Therapeutic principles
There is presently no cure for SLE. The remarkable clinical efficacy of corticosteroid therapy in SLE has resulted in a lack of solid data on Prednisone usage for SLE. Most randomized trials in SLE compared immunosuppressive drugs in proliferative lupus nephritis while disregarding the role of steroids. Observational studies have established the therapeutic efficacy of antimalarial drugs. Guidelines for SLE treatment in general are thus mostly eminence based; physicians need to take into account the severity of current clinical symptoms and the risk for subsequent end-organ failure (i.e. hot and unpredictable versus mild and consistent lupus) while balancing drug efficacy against side-effects. Pharmaceutical options to suppress disease manifestations range from NSAID, corticosteroids (topical, oral or iv push) and antimalarials to nonselective immunosuppressive drugs (cytotoxic drugs, cyclosporine/tacrolimus). Recently, more specific “biological” therapy with monoclonal antibodies resulting in B-cell depeleting (anti-CD20) or blockade of co stimulatory signals (CTLA4-Ig) has been introduced for refractory cases and drugs targeting other mediators of inflammation (CD40L,CRP,IL-6, Blys) are likely to follow.
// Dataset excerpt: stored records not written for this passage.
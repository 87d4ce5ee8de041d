use governance_types::ConfidenceModifiers;
use serde::{Deserialize, Serialize};

/// Whether failed trust requirements affect the interaction policy.
#[derive(Clone, Copy, Debug, Default, PartialEq, Eq, Serialize, Deserialize)]
#[serde(rename_all = "snake_case")]
pub enum EnforcementMode {
    /// Failed requirements drive the source's fallback strategy
    #[default]
    Enforce,
    /// Failures are recorded but every pair is reported compatible
    AuditOnly,
}

#[derive(Clone, Debug, Serialize, Deserialize)]
pub struct IdentityConfig {
    #[serde(default)]
    pub enforcement: EnforcementMode,
    /// Honour `log-and-proceed`; when false it is escalated to `restrict`
    #[serde(default = "default_allow_soft_fail")]
    pub allow_soft_fail: bool,
    /// Penalties written into newly tagged identities
    #[serde(default)]
    pub default_modifiers: ConfidenceModifiers,
    #[serde(default = "default_proof_validity_days")]
    pub proof_validity_days: i64,
    #[serde(default = "default_event_capacity")]
    pub event_capacity: usize,
}

fn default_allow_soft_fail() -> bool {
    true
}

fn default_proof_validity_days() -> i64 {
    30
}

fn default_event_capacity() -> usize {
    1024
}

impl Default for IdentityConfig {
    fn default() -> Self {
        Self {
            enforcement: EnforcementMode::default(),
            allow_soft_fail: default_allow_soft_fail(),
            default_modifiers: ConfidenceModifiers::default(),
            proof_validity_days: default_proof_validity_days(),
            event_capacity: default_event_capacity(),
        }
    }
}

impl IdentityConfig {
    pub fn enforces(&self) -> bool {
        self.enforcement == EnforcementMode::Enforce
    }
}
Given the increased life expectations, close attention should be paid to the prevention of comorbid conditions that occur with increased frequency in SLE patients. This includes reducing infections by an individually designed vaccination program and reducing the risk for accelerated atherosclerosis, thromboembolic disease and osteoporosis by addressing the relevant risk factors.